We've seen the same problem reported over and over for Windows XP users trying to update their computers: Windows Update redlines (more accurately, the XP Windows Update agent WUAUCLT.EXE running in a SVCHOST wrapper redlines), taking 100 percent of the CPU for five, 10, 15 minutes -- up to an hour or two.
If you have Automatic Update enabled on your computer, that means every time you reboot Windows XP your machine can lock up for hours on end; pull the plug, and the same thing happens over again. On Friday night we (finally) received an official explanation that describes why the problem happens, along with a description of what Microsoft is doing to resolve it and a promise that it'll get fixed "as soon as possible."
When I last reported on the WinXP SVCHOST redlining, Microsoft thought it had solved the problem in the November Black Tuesday set of patches. Wrong. The problem popped up in November and it's gotten worse in December, with lengthy discussions on dozens of forums.
It's hard to tell how many people are affected, but with something like half a billion Windows XP machines still connected to the Internet, it's a horrendous problem. At least in my experiences, the vast majority of people who experience the lockup have no idea why their machines go out to la-la land.

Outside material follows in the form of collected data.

//! Error handling for the attrforge application.
//! Defines custom error types and results used throughout the application.

use std::io;
use thiserror::Error;

/// Custom error types for attrforge operations.
#[derive(Error, Debug)]
pub enum Error {
    /// Represents errors that occur during file system operations
    #[error("IO error: {0}")]
    Io(#[from] io::Error),

    /// Represents validation failures in an input asset document
    #[error("Validation error: {0}")]
    Validation(String),

    /// Represents errors during configuration loading or resolution
    #[error("Configuration error: {0}")]
    Config(String),

    /// Represents errors while serializing the manifest or a cache sidecar
    #[error("Manifest error: {0}")]
    Manifest(String),
}

/// Convenience type alias for Results with attrforge's Error as the error type.
pub type Result<T> = std::result::Result<T, Error>;

/// Default error handler that prints the error and exits the program.
pub fn default_error_handler(err: Error) -> ! {
    eprintln!("{err}");
    std::process::exit(1);
}
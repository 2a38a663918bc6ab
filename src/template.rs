//! Structured representation of rendered output files.
//!
//! The renderer emits an ordered list of typed segments instead of flat
//! text: literal spans and named preserve regions. The merger then
//! operates on this segment list directly and never has to re-scan text
//! it just produced; only previously written files are scanned for
//! markers.

use serde::Serialize;
use std::fmt;

/// The two marker comment variants used across generated files. Both are
/// plain-text comments and byte-reproducible across regenerations.
#[derive(Debug, Clone, Copy, PartialEq, Eq)]
pub enum RegionStyle {
    /// `// <AttrForge::Preserve Begin: KEY>`
    Angle,
    /// `// ATTRFORGE-PRESERVE BEGIN KEY`
    Bare,
}

impl RegionStyle {
    pub fn begin_marker(&self, key: &str) -> String {
        match self {
            RegionStyle::Angle => format!("// <AttrForge::Preserve Begin: {key}>"),
            RegionStyle::Bare => format!("// ATTRFORGE-PRESERVE BEGIN {key}"),
        }
    }

    pub fn end_marker(&self, key: &str) -> String {
        match self {
            RegionStyle::Angle => format!("// <AttrForge::Preserve End: {key}>"),
            RegionStyle::Bare => format!("// ATTRFORGE-PRESERVE END {key}"),
        }
    }
}

/// One span of a rendered file.
#[derive(Debug, Clone)]
pub enum Segment {
    /// Verbatim text, newlines included.
    Literal(String),
    /// A named preserve region anchored at this position.
    ///
    /// `default_body` holds zero or more complete lines (each ending in a
    /// newline) emitted the first time the file is generated.
    Region {
        key: String,
        indent: String,
        style: RegionStyle,
        default_body: String,
    },
}

impl Segment {
    pub fn literal(text: impl Into<String>) -> Self {
        Segment::Literal(text.into())
    }

    pub fn region(
        key: impl Into<String>,
        indent: &str,
        style: RegionStyle,
        default_body: &str,
    ) -> Self {
        Segment::Region {
            key: key.into(),
            indent: indent.to_string(),
            style,
            default_body: default_body.to_string(),
        }
    }
}

/// Kinds of files produced per asset, in output order.
#[derive(Debug, Clone, Copy, PartialEq, Eq, Serialize)]
#[serde(rename_all = "camelCase")]
pub enum FileKind {
    Header,
    Source,
    GeneratedHeader,
}

impl fmt::Display for FileKind {
    fn fmt(&self, f: &mut fmt::Formatter<'_>) -> fmt::Result {
        let label = match self {
            FileKind::Header => "header",
            FileKind::Source => "source",
            FileKind::GeneratedHeader => "generatedHeader",
        };
        write!(f, "{label}")
    }
}

/// An ordered segment list for one output file.
#[derive(Debug, Clone)]
pub struct RenderedFile {
    pub kind: FileKind,
    pub segments: Vec<Segment>,
}

impl RenderedFile {
    pub fn new(kind: FileKind, segments: Vec<Segment>) -> Self {
        Self { kind, segments }
    }

    /// Flattens the segment list into the text written on first
    /// generation, with every region carrying its default body.
    pub fn to_text(&self) -> String {
        let mut text = String::new();
        for segment in &self.segments {
            match segment {
                Segment::Literal(literal) => text.push_str(literal),
                Segment::Region {
                    key,
                    indent,
                    style,
                    default_body,
                } => {
                    text.push_str(indent);
                    text.push_str(&style.begin_marker(key));
                    text.push('\n');
                    text.push_str(default_body);
                    text.push_str(indent);
                    text.push_str(&style.end_marker(key));
                    text.push('\n');
                }
            }
        }
        text
    }

    /// Region keys in file order.
    pub fn region_keys(&self) -> Vec<&str> {
        self.segments
            .iter()
            .filter_map(|segment| match segment {
                Segment::Region { key, .. } => Some(key.as_str()),
                Segment::Literal(_) => None,
            })
            .collect()
    }
}

/// All rendered files of one asset.
#[derive(Debug, Clone)]
pub struct RenderedSet {
    pub header: RenderedFile,
    pub source: RenderedFile,
    pub generated_header: RenderedFile,
}

impl RenderedSet {
    pub fn files(&self) -> [&RenderedFile; 3] {
        [&self.header, &self.source, &self.generated_header]
    }
}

The facile solution -- and it works! -- is to never turn off your Windows XP machine, don't update it, don't patch it, just leave it alone and it'll work fine.
More sophisticated WinXP customers turn off Automatic Update and refrain from installing any new patches. That works, too, but with WinXP the target of all sorts of attacks -- and WinXP end-of-support on the horizon in April -- it's hardly a viable solution.
The first time I reported on SVCHOST redlining, I thought I had a solution. Wrong. The fixes that you read about on the Internet work for some people, some of the time -- but nothing so far works for everybody. There's a reason why: Microsoft's implementation of patch detection in Windows XP is fundamentally flawed. It keeps running longer and longer and longer, with the amount of processing time going up exponentially in relation to the number of Internet Explorer patches that have been rendered obsolete. You may be able to find a way to relieve the pain temporarily, but until the detection routine is fixed, the problems remain.
Doug Neal, senior program manager for Windows and Microsoft Update, sent a message to the PatchManagement listserv on Friday night. He started out by saying:
In September we witnessed a large number of reports of SVCHOST taking high CPU for extended periods of time. This was primarily on Windows XP machines running IE6 or IE7. There were a few reports of this happening on Windows XP with IE8, but only a few.
That may be the first time the Microsoft Update team saw a lot of flaming reports, but I started seeing the reports on Microsoft's TechNet forums in late May. I just did a quick Google search and discovered complaints about this precise behavior (quite possibly with a different cause) going back more than seven years, with dozens of additional, corroborated reports in the interim. SVCHOST redlining with Windows Update isn't a new problem. I just hope Microsoft has nailed down the cause of the latest manifestation.